Big Ten co-champion
- Conference: Big Ten Conference

Ranking
- Coaches: No. 12
- AP: No. 18
- Record: 4–3–2 (4–1–1 Big Ten)
- Head coach: Stu Holcomb (6th season);
- MVP: Earl Heninger
- Captains: Bernie Flowers; Dale Samuels;
- Home stadium: Ross–Ade Stadium

= 1952 Purdue Boilermakers football team =

American college football season

The 1952 Purdue Boilermakers football team was an American football team that represented Purdue University during the 1952 Big Ten Conference football season.

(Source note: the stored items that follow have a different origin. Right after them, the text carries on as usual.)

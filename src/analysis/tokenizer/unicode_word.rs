//! Unicode word tokenizer implementation.
//!
//! Splits text using Unicode word boundary rules (UAX #29) and drops the
//! segments that contain no letters or digits, such as punctuation and
//! whitespace.
//!
//! # Examples
//!
//! ```
//! use docsearch::analysis::tokenizer::Tokenizer;
//! use docsearch::analysis::tokenizer::unicode_word::UnicodeWordTokenizer;
//!
//! let tokenizer = UnicodeWordTokenizer::new();
//! let tokens: Vec<_> = tokenizer.tokenize("Hello, world!").unwrap().collect();
//!
//! assert_eq!(tokens[0].text, "Hello");
//! assert_eq!(tokens[1].text, "world");
//! ```

use unicode_segmentation::UnicodeSegmentation;

use crate::analysis::token::{Token, TokenStream};
use crate::analysis::tokenizer::Tokenizer;
use crate::error::Result;

/// A tokenizer that splits text on Unicode word boundaries.
#[derive(Clone, Debug, Default)]
pub struct UnicodeWordTokenizer;

impl UnicodeWordTokenizer {
    /// Create a new Unicode word tokenizer.
    pub fn new() -> Self {
        UnicodeWordTokenizer
    }
}

impl Tokenizer for UnicodeWordTokenizer {
    fn tokenize(&self, text: &str) -> Result<TokenStream> {
        let tokens: Vec<Token> = text
            .split_word_bound_indices()
            .filter(|(_, word)| word.chars().any(|c| c.is_alphanumeric()))
            .enumerate()
            .map(|(position, (start_offset, word))| {
                Token::with_offsets(word, position, start_offset, start_offset + word.len())
            })
            .collect();

        Ok(Box::new(tokens.into_iter()))
    }

    fn name(&self) -> &'static str {
        "unicode_word"
    }
}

In their sixth season under head coach Stu Holcomb, the Boilermakers compiled a 4–3–2 record, finished in a tie with Wisconsin for first place in the Big Ten Conference with a 4–1–1 record against conference opponents, and outscored opponents by a total of 188 to 151.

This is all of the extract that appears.